- **Materials provided**:
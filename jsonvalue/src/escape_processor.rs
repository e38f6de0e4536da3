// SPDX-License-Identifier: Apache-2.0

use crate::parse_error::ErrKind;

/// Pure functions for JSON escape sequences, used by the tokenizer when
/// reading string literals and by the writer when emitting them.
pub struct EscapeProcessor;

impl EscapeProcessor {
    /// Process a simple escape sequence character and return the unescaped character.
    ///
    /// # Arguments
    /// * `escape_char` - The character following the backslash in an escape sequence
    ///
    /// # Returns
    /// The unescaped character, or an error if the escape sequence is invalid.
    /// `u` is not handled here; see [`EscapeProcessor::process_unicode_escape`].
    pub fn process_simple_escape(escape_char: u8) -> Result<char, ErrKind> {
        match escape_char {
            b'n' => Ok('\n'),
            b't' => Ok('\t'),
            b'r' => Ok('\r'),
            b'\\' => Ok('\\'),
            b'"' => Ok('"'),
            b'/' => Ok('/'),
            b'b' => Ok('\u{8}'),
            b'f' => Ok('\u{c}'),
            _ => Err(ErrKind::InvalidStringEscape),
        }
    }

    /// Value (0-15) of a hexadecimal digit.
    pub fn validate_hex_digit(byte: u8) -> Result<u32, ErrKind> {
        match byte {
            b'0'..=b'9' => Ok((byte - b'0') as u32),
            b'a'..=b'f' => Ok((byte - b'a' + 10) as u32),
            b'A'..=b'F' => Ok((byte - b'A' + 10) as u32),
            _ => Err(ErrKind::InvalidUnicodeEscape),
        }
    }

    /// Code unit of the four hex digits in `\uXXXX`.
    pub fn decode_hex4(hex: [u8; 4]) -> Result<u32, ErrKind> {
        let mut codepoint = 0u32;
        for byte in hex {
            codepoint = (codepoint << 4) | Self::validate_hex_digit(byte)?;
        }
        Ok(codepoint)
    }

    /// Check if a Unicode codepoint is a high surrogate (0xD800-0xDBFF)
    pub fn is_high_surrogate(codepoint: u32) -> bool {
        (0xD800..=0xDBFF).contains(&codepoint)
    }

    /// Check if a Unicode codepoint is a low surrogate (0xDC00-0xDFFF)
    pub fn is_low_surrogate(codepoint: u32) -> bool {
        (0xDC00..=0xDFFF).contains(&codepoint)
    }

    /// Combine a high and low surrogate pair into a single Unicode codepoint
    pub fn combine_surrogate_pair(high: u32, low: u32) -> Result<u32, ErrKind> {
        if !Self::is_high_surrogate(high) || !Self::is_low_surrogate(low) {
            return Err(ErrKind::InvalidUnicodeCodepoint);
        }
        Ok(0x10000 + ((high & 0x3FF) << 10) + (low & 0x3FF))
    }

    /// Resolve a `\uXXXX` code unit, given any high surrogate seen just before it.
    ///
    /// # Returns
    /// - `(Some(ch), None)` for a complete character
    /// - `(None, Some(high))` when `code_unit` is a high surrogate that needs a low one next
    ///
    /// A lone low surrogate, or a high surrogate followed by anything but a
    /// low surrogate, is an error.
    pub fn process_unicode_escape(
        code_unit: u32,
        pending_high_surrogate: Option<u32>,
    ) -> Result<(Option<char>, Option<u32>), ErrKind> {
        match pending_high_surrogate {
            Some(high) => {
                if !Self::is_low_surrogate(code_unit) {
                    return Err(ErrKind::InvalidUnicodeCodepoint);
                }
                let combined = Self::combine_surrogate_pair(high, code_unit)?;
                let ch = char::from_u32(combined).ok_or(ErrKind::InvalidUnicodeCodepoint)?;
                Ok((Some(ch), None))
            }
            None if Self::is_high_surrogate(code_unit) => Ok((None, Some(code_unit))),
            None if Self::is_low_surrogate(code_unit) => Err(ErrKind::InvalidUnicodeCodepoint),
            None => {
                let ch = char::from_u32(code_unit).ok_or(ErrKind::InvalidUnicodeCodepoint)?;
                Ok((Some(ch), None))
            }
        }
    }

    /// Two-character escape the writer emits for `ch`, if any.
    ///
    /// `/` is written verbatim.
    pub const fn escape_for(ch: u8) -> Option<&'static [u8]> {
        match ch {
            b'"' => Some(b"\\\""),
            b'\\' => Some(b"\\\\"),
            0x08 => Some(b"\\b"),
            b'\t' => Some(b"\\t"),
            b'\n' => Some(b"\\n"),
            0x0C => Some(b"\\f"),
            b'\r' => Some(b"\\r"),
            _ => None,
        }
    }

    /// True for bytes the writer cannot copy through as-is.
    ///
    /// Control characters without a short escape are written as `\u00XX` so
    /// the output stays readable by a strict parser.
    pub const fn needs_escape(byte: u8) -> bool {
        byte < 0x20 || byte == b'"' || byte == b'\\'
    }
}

- **Activity**:
Look in the material above for the line with "repository e38f6de0e4536da3" and the line with "is not handled", and transcribe exactly those lines and all lines between them, nothing more.

- **Task output**:
repository e38f6de0e4536da3
// SPDX-License-Identifier: Apache-2.0

use crate::parse_error::ErrKind;

/// Pure functions for JSON escape sequences, used by the tokenizer when
/// reading string literals and by the writer when emitting them.
pub struct EscapeProcessor;

impl EscapeProcessor {
    /// Process a simple escape sequence character and return the unescaped character.
    ///
    /// # Arguments
    /// * `escape_char` - The character following the backslash in an escape sequence
    ///
    /// # Returns
    /// The unescaped character, or an error if the escape sequence is invalid.
    /// `u` is not handled here; see [`EscapeProcessor::process_unicode_escape`].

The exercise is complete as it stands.